My colleague at Citilab, Chris Pinchen, was beaming after his intense days in Birmingham. There he attended an event sponsored by Digital Birmingham "Developing Digital Birmingham District". He presented Citilab as a possible component of a wider urban innovation strategy.
He poured on me a lot of impressions. He was radiating good vibes. Got very positive appreciation from the people that attended the conference (follow their conversations and QA on Twitter here and here) and explained me about how to reinforce some initial cooperation we are starting as well as many others that he was able to initiate while there. Then we started to review his presentation on SlideShare. It has a lot of humour. Specially about current (mis?)conceptions abroad on the relationship between Barcelona and innovation. Then I saw this slide:
which, Chris told me, started a round of applause among the attendants.
Which is understandable. There is a strong Birmingham civic activism that is led by tech-savvy citizens I'll comment sometime in the future about several initiatives in Birmingham that illustrate perfectly well how and in which imaginative ways a critical mass of "geek citizens" can make a difference to the city's present and future.

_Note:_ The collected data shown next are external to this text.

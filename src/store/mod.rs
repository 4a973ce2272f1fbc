// Copyright (c) 2025 - Cowboy AI, Inc.
//! Asset Resolution
//!
//! Rebuilds a validated [`Asset`](crate::domain::Asset) from the three
//! independently queried record sets an inventory service holds for a server.
//!
//! ```text
//! asset id ──▶ GetCredential ─┐
//!          ──▶ GetServer ─────┼──▶ decode ──▶ Asset (+ warnings)
//!          ──▶ GetAttributes ─┘
//! ```
//!
//! Credentials, the server record and the BMC address are mandatory: any of
//! them failing aborts resolution. Vendor, model and serial are best-effort
//! and surface as warnings on the [`AssetResolution`].

pub mod attributes;
pub mod inventory;
pub mod repository;
#[cfg(feature = "serverservice")]
pub mod serverservice;

use std::fmt;

use thiserror::Error;

use crate::domain::AssetError;

pub use attributes::{
    decode, decode_bmc_address, decode_vendor_model, find_attribute, AttributeError,
    AttributeNamespace, DecodedAttribute, VendorIdentity, NS_BMC_ADDRESS, NS_VENDOR,
};
pub use inventory::{
    InventoryClient, InventoryError, ServerAttribute, ServerCredential, ServerRecord,
};
pub use repository::{AssetRepository, AssetResolution, InventoryRepository};
#[cfg(feature = "serverservice")]
pub use serverservice::ServerserviceClient;

/// Store layer result type
pub type StoreResult<T> = Result<T, StoreError>;

/// The three remote lookups issued per resolution
#[derive(Debug, Clone, Copy, PartialEq, Eq, Hash)]
pub enum QueryKind {
    GetCredential,
    GetServer,
    GetAttributes,
}

impl QueryKind {
    pub fn as_str(&self) -> &'static str {
        match self {
            Self::GetCredential => "GetCredential",
            Self::GetServer => "GetServer",
            Self::GetAttributes => "GetAttributes",
        }
    }
}

impl fmt::Display for QueryKind {
    fn fmt(&self, f: &mut fmt::Formatter<'_>) -> fmt::Result {
        f.write_str(self.as_str())
    }
}

/// Asset resolution errors
#[derive(Debug, Error, Clone, PartialEq, Eq)]
pub enum StoreError {
    /// Malformed asset identifier; no remote call was made
    #[error("Invalid asset identifier {id:?}: {reason}")]
    InvalidIdentifier { id: String, reason: String },

    /// An inventory lookup failed
    #[error("Inventory query {query} failed: {cause}")]
    InventoryQueryFailed { query: QueryKind, cause: InventoryError },

    /// No usable BMC address in the attribute set
    #[error("BMC address unresolved: {0}")]
    BmcAddressUnresolved(AttributeError),

    /// Vendor, model or serial could not be decoded (warning only)
    #[error("Device vendor, model attributes unresolved: {0}")]
    VendorModelUnresolved(AttributeError),

    /// Inventory returned records missing mandatory fields
    #[error("Asset incomplete: {0}")]
    Incomplete(#[from] AssetError),

    #[error("Asset resolution cancelled")]
    Cancelled,
}

impl StoreError {
    /// Stable label for metrics and logs
    pub fn kind(&self) -> &'static str {
        match self {
            Self::InvalidIdentifier { .. } => "invalid_identifier",
            Self::InventoryQueryFailed { .. } => "inventory_query_failed",
            Self::BmcAddressUnresolved(_) => "bmc_address_unresolved",
            Self::VendorModelUnresolved(_) => "vendor_model_unresolved",
            Self::Incomplete(_) => "incomplete",
            Self::Cancelled => "cancelled",
        }
    }

    /// Fatal errors abort resolution; the rest are warnings
    pub fn is_fatal(&self) -> bool {
        !matches!(self, Self::VendorModelUnresolved(_))
    }
}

In other words, I think some Birmingham examples will help me show some possible pathways to citizen-led innovation that couldn't happen at all without their knowledge of the digital culture. It might also be that they took these steps because they thought as digital design thinkers, not just as digital wizards (which some of them definitely are!). This is what Citilab is all about: letting people innovate in whatever sphere they want by using the strategies, practices and tools of the digital world.
In a way, it is a matter of turning citizens into geeks, too.
And this parallelism is what we will explore further during UrbanLabs09. Don't forget that the motto for Urbanlabs (a contribution of one of its founders, Enric Senabre) is:
"Technocitizenship" (geeks with civic conscience and citizens with digital abilities)
and
"Socioinnovation" (let technocitizens invent their collective future).